Ensemble Montréal would prioritize improving existing cycling infrastructure and training for young cyclists. The party says it would only expand the bike path network after consulting with stakeholders. Coderre has also said he would remove part of the REV bike path on Bellechasse Avenue in Rosemont and turn the space back into parking.
Mouvement Montréal does not mention cycling in its platform.
Projet Montréal says it wants to continue the summer pedestrianization of Montreal streets and extend the patio season. Projet also wants to create more public spaces, such as sitting areas, and wants to make museums and other cultural venues free for those 17 and under. It announced it would also convert at least 15 vacant lots into sports and recreation fields.
Ensemble Montréal says it would try to make the city's east end a "green Silicon Valley" by encouraging green start-ups and ecologically minded businesses. For the city at large, Ensemble says it would create two new animal shelters, one in the city's east end and one in the west. It has clarified that it would not implement a bylaw against pitbull-type dogs, as it had proposed in 2017.
Mouvement Montréal says it would make recreational facilities free for low-income families and invest in creating "youth hubs" in community centres. It also plans to create "economic zones" in low-income neighbourhoods, which would include tax incentives for small businesses in the area.
The French language
Projet Montréal would create an action plan to promote the French language and would appoint a French language commissioner for the city. It also says it wants to work with partners to better help new arrivals learn French, and to encourage the use of French in businesses and workplaces, but has not offered specifics on what those initiatives would be.
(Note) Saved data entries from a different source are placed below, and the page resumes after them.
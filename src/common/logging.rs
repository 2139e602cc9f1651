//! Logging and tracing configuration
//!
//! All diagnostics go to stderr. Stdout carries only the report, so
//! `--json` output stays a single parseable document.

use tracing_subscriber::{fmt, layer::SubscriberExt, util::SubscriberInitExt, EnvFilter};

/// Initialize tracing for the CLI (stderr logging)
///
/// Logs are controlled by the `RUST_LOG` environment variable.
/// Default level is WARN for this crate, DEBUG with `--verbose`.
pub fn init_cli(verbose: bool) {
    let filter = EnvFilter::try_from_default_env().unwrap_or_else(|_| {
        if verbose {
            EnvFilter::new("compat_check=debug,warn")
        } else {
            EnvFilter::new("compat_check=warn,error")
        }
    });

    // A second init (e.g. from tests) is harmless; keep the first subscriber.
    let _ = tracing_subscriber::registry()
        .with(filter)
        .with(
            fmt::layer()
                .with_writer(std::io::stderr)
                .with_target(verbose)
                .with_thread_ids(false)
                .with_file(false)
                .with_line_number(false)
                .compact(),
        )
        .try_init();
}
//! Run report and result aggregation

use std::time::Duration;

use super::runner::TestResult;

/// Summary counts for one run
#[derive(Debug, Clone, Copy, PartialEq, Eq, Default)]
pub struct Summary {
    /// Passed, not counting skipped tests
    pub passed: usize,
    /// Failed, timed out or errored
    pub failed: usize,
    pub skipped: usize,
    pub total_duration: Duration,
}

impl Summary {
    pub fn total(&self) -> usize {
        self.passed + self.failed + self.skipped
    }
}

/// All results of one invocation, in execution order
#[derive(Debug, Clone, Default)]
pub struct RunReport {
    selected_count: usize,
    results: Vec<TestResult>,
    category_order: Vec<String>,
}

impl RunReport {
    pub fn new(selected_count: usize, category_order: Vec<String>) -> Self {
        Self {
            selected_count,
            results: Vec::with_capacity(selected_count),
            category_order,
        }
    }

    /// Append the result of a finished test
    pub fn push(&mut self, result: TestResult) {
        debug_assert!(
            !self.results.iter().any(|r| r.name == result.name),
            "test '{}' reported twice",
            result.name
        );
        self.results.push(result);
    }

    pub fn selected_count(&self) -> usize {
        self.selected_count
    }

    pub fn results(&self) -> &[TestResult] {
        &self.results
    }

    /// Categories of the selection in display order
    pub fn category_order(&self) -> &[String] {
        &self.category_order
    }

    pub fn is_empty(&self) -> bool {
        self.results.is_empty()
    }

    pub fn summary(&self) -> Summary {
        let mut summary = Summary::default();
        for result in &self.results {
            if result.outcome.is_skip() {
                summary.skipped += 1;
            } else if result.outcome.is_pass() {
                summary.passed += 1;
            } else {
                summary.failed += 1;
            }
            summary.total_duration += result.duration;
        }
        summary
    }

    pub fn failure_count(&self) -> usize {
        self.results.iter().filter(|r| r.outcome.is_failure()).count()
    }

    /// Process exit code: the failure count capped at 127
    pub fn exit_code(&self) -> i32 {
        self.failure_count().min(127) as i32
    }

    /// Results grouped by category, groups in `category_order`
    ///
    /// Categories missing from `category_order` follow in first-seen order.
    pub fn grouped(&self) -> Vec<(&str, Vec<&TestResult>)> {
        let mut groups: Vec<(&str, Vec<&TestResult>)> = self
            .category_order
            .iter()
            .map(|c| (c.as_str(), Vec::new()))
            .collect();

        for result in &self.results {
            match groups.iter_mut().find(|(c, _)| *c == result.category) {
                Some((_, members)) => members.push(result),
                None => groups.push((result.category.as_str(), vec![result])),
            }
        }
        groups.retain(|(_, members)| !members.is_empty());
        groups
    }
}
//! Common utilities shared by the CLI, the engine and the check catalog

pub mod config;
pub mod error;
pub mod logging;
pub mod paths;

pub use error::{Error, Result};

/// Truncate `text` to at most `max` characters, appending `...` when cut.
///
/// Counts characters rather than bytes so multi-byte text is never split.
pub fn truncate_display(text: &str, max: usize) -> String {
    match text.char_indices().nth(max) {
        Some((idx, _)) => format!("{}...", &text[..idx]),
        None => text.to_string(),
    }
}

#[cfg(test)]
mod tests {
    use super::*;

    #[test]
    fn test_truncate_short_text_unchanged() {
        assert_eq!(truncate_display("hello", 10), "hello");
        assert_eq!(truncate_display("hello", 5), "hello");
    }

    #[test]
    fn test_truncate_long_text() {
        assert_eq!(truncate_display("abcdefgh", 3), "abc...");
    }

    #[test]
    fn test_truncate_multibyte() {
        assert_eq!(truncate_display("ééééé", 2), "éé...");
    }
}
Ensemble Montréal says the city should capitalize on the economic, touristic and cultural benefits of being a francophone metropolis, but does not have anything in its platform concerning the protection of the French language.
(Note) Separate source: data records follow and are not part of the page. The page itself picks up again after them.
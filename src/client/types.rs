//! Chat completion request builder and response views
//!
//! Responses are kept as raw JSON so checks can assert on fields a strict
//! schema would reject or silently default.

use serde::{Deserialize, Serialize};
use serde_json::{json, Map, Value};

/// A chat completion request
#[derive(Debug, Clone, Serialize)]
pub struct ChatRequest {
    pub model: String,
    pub messages: Vec<Value>,
    #[serde(skip_serializing_if = "Option::is_none")]
    pub tools: Option<Vec<Value>>,
    #[serde(skip_serializing_if = "Option::is_none")]
    pub tool_choice: Option<Value>,
    #[serde(skip_serializing_if = "Option::is_none")]
    pub stream: Option<bool>,
    /// Any other top-level field (`temperature`, `stream_options`, ...)
    #[serde(flatten)]
    pub extra: Map<String, Value>,
}

impl ChatRequest {
    pub fn new(model: impl Into<String>) -> Self {
        Self {
            model: model.into(),
            messages: Vec::new(),
            tools: None,
            tool_choice: None,
            stream: None,
            extra: Map::new(),
        }
    }

    pub fn user(self, content: &str) -> Self {
        self.message(json!({"role": "user", "content": content}))
    }

    pub fn system(self, content: &str) -> Self {
        self.message(json!({"role": "system", "content": content}))
    }

    pub fn assistant(self, content: &str) -> Self {
        self.message(json!({"role": "assistant", "content": content}))
    }

    /// Append an arbitrary message object
    pub fn message(mut self, message: Value) -> Self {
        self.messages.push(message);
        self
    }

    pub fn tools(mut self, tools: Vec<Value>) -> Self {
        self.tools = Some(tools);
        self
    }

    pub fn tool_choice(mut self, choice: impl Into<Value>) -> Self {
        self.tool_choice = Some(choice.into());
        self
    }

    pub fn stream(mut self, stream: bool) -> Self {
        self.stream = Some(stream);
        self
    }

    /// Set an extra top-level field
    pub fn param(mut self, key: &str, value: impl Into<Value>) -> Self {
        self.extra.insert(key.to_string(), value.into());
        self
    }
}

/// A function tool definition
pub fn tool(name: &str, description: &str, parameters: Value) -> Value {
    json!({
        "type": "function",
        "function": {
            "name": name,
            "description": description,
            "parameters": parameters,
        }
    })
}

/// A tool definition taking no arguments
pub fn empty_tool(name: &str, description: &str) -> Value {
    tool(name, description, json!({"type": "object", "properties": {}}))
}

/// An assistant message replaying earlier tool calls
pub fn assistant_tool_calls(calls: &[Value]) -> Value {
    json!({"role": "assistant", "content": null, "tool_calls": calls})
}

/// A tool result message
pub fn tool_result(call_id: &str, content: &str) -> Value {
    json!({"role": "tool", "tool_call_id": call_id, "content": content})
}

/// A non-streaming chat completion
#[derive(Debug, Clone, PartialEq, Deserialize)]
#[serde(transparent)]
pub struct Completion(pub Value);

impl Completion {
    pub fn raw(&self) -> &Value {
        &self.0
    }

    pub fn id(&self) -> &Value {
        &self.0["id"]
    }

    pub fn object(&self) -> Option<&str> {
        self.0["object"].as_str()
    }

    pub fn created(&self) -> &Value {
        &self.0["created"]
    }

    pub fn model(&self) -> &Value {
        &self.0["model"]
    }

    /// `choices`, empty when missing
    pub fn choices(&self) -> &[Value] {
        self.0["choices"].as_array().map(Vec::as_slice).unwrap_or(&[])
    }

    pub fn first_choice(&self) -> &Value {
        &self.0["choices"][0]
    }

    pub fn message(&self) -> &Value {
        &self.0["choices"][0]["message"]
    }

    pub fn content(&self) -> Option<&str> {
        self.message()["content"].as_str()
    }

    /// Tool calls of the first choice, empty when missing
    pub fn tool_calls(&self) -> &[Value] {
        self.message()["tool_calls"]
            .as_array()
            .map(Vec::as_slice)
            .unwrap_or(&[])
    }

    pub fn finish_reason(&self) -> Option<&str> {
        self.first_choice()["finish_reason"].as_str()
    }

    pub fn usage(&self) -> &Value {
        &self.0["usage"]
    }
}

/// One streamed chunk
#[derive(Debug, Clone, PartialEq, Deserialize)]
#[serde(transparent)]
pub struct Chunk(pub Value);

impl Chunk {
    pub fn raw(&self) -> &Value {
        &self.0
    }

    pub fn object(&self) -> Option<&str> {
        self.0["object"].as_str()
    }

    pub fn has_choices(&self) -> bool {
        self.0["choices"].as_array().is_some_and(|c| !c.is_empty())
    }

    pub fn delta(&self) -> &Value {
        &self.0["choices"][0]["delta"]
    }

    pub fn role(&self) -> Option<&str> {
        self.delta()["role"].as_str()
    }

    /// Non-empty content fragment
    pub fn content(&self) -> Option<&str> {
        self.delta()["content"].as_str().filter(|s| !s.is_empty())
    }

    pub fn tool_calls(&self) -> &[Value] {
        self.delta()["tool_calls"]
            .as_array()
            .map(Vec::as_slice)
            .unwrap_or(&[])
    }

    pub fn finish_reason(&self) -> Option<&str> {
        self.0["choices"][0]["finish_reason"].as_str()
    }

    pub fn usage(&self) -> &Value {
        &self.0["usage"]
    }
}

/// A tool call assembled from streamed fragments
#[derive(Debug, Clone, Default, PartialEq)]
pub struct StreamedToolCall {
    pub id: Option<String>,
    pub name: Option<String>,
    pub arguments: String,
}

impl StreamedToolCall {
    /// Merge every tool call fragment from `chunks`
    ///
    /// Fragments are concatenated in arrival order regardless of `index`,
    /// which is enough for single-call streams.
    pub fn accumulate<'a>(chunks: impl IntoIterator<Item = &'a Chunk>) -> Self {
        let mut call = Self::default();
        for chunk in chunks {
            for fragment in chunk.tool_calls() {
                if let Some(id) = fragment["id"].as_str().filter(|s| !s.is_empty()) {
                    call.id = Some(id.to_string());
                }
                let function = &fragment["function"];
                if let Some(name) = function["name"].as_str().filter(|s| !s.is_empty()) {
                    call.name = Some(name.to_string());
                }
                if let Some(arguments) = function["arguments"].as_str() {
                    call.arguments.push_str(arguments);
                }
            }
        }
        call
    }
}

#[cfg(test)]
mod tests {
    use super::*;

    #[test]
    fn test_request_serialization() {
        let request = ChatRequest::new("chatgpt/gpt-5")
            .system("be brief")
            .user("Hi")
            .param("temperature", 0.5)
            .stream(true);

        let value = serde_json::to_value(&request).unwrap();
        assert_eq!(
            value,
            json!({
                "model": "chatgpt/gpt-5",
                "messages": [
                    {"role": "system", "content": "be brief"},
                    {"role": "user", "content": "Hi"}
                ],
                "stream": true,
                "temperature": 0.5
            })
        );
    }

    #[test]
    fn test_completion_accessors() {
        let completion = Completion(json!({
            "id": "chatcmpl-1",
            "object": "chat.completion",
            "choices": [{
                "index": 0,
                "message": {
                    "role": "assistant",
                    "content": null,
                    "tool_calls": [{"id": "call_1", "type": "function"}]
                },
                "finish_reason": "tool_calls"
            }],
            "usage": {"prompt_tokens": 3}
        }));

        assert_eq!(completion.object(), Some("chat.completion"));
        assert_eq!(completion.choices().len(), 1);
        assert_eq!(completion.content(), None);
        assert_eq!(completion.tool_calls().len(), 1);
        assert_eq!(completion.finish_reason(), Some("tool_calls"));
        assert_eq!(completion.usage()["prompt_tokens"], 3);
        assert!(completion.created().is_null());
    }

    #[test]
    fn test_chunk_accessors_on_empty_choices() {
        let chunk = Chunk(json!({"object": "chat.completion.chunk", "choices": [], "usage": {"total_tokens": 5}}));
        assert!(!chunk.has_choices());
        assert_eq!(chunk.content(), None);
        assert!(chunk.tool_calls().is_empty());
        assert_eq!(chunk.usage()["total_tokens"], 5);
    }

    #[test]
    fn test_accumulate_tool_call() {
        let chunks = vec![
            Chunk(json!({"choices": [{"delta": {"role": "assistant"}}]})),
            Chunk(json!({"choices": [{"delta": {"tool_calls": [
                {"index": 0, "id": "call_9", "function": {"name": "search", "arguments": ""}}
            ]}}]})),
            Chunk(json!({"choices": [{"delta": {"tool_calls": [
                {"index": 0, "function": {"arguments": "{\"query\":"}}
            ]}}]})),
            Chunk(json!({"choices": [{"delta": {"tool_calls": [
                {"index": 0, "function": {"arguments": "\"x\"}"}}
            ]}}]})),
        ];

        let call = StreamedToolCall::accumulate(&chunks);
        assert_eq!(call.id.as_deref(), Some("call_9"));
        assert_eq!(call.name.as_deref(), Some("search"));
        assert_eq!(call.arguments, "{\"query\":\"x\"}");
    }
}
Mouvement Montréal says it would hold public consultations on whether services (public and private) should be offered in both English and French. From there, it would decide if there should be a referendum on giving Montreal bilingual status. It would also offer subsidized English and French classes for everyone, and encourage anglophones who lack "high-level" French to apply for government jobs.
Projet Montréal says it would invest $1 billion in downtown revitalization. It would also extend operating hours for restaurants and entertainment in the downtown core, adopt a nightlife strategy and try to promote Montreal as a food destination in North America. It also says it would work with provincial authorities to force building owners with vacant storefronts to contribute to the local merchant association. It also said it would designate zones downtown where construction work could happen 24 hours a day, seven days a week, to speed up the process.
Ensemble Montréal says it wants to work with partners (like the convention centre and Tourisme Montréal) to attract international events and foreign investment to the city. It also aims to "promote Montreal as a student city" to attract foreign students, and offer tax credits to encourage them to stay.
Mouvement Montréal says it would reduce industrial and commercial property taxes by 2025, and lock them in at 2.75 times the residential property tax rate. It has also proposed creating a business centre to streamline applications and permits for businesses.
Ensemble Montréal says it would expand the water taxi linking Pointe-aux-Trembles to the Old Port and reach out to other municipalities (such as Terrebonne and Repentigny) about including them in the service.
Mouvement Montréal is promising to abolish Montreal's "welcome tax." It also says it would implement online voting in municipal referendums and would freeze elected officials' salaries for four years.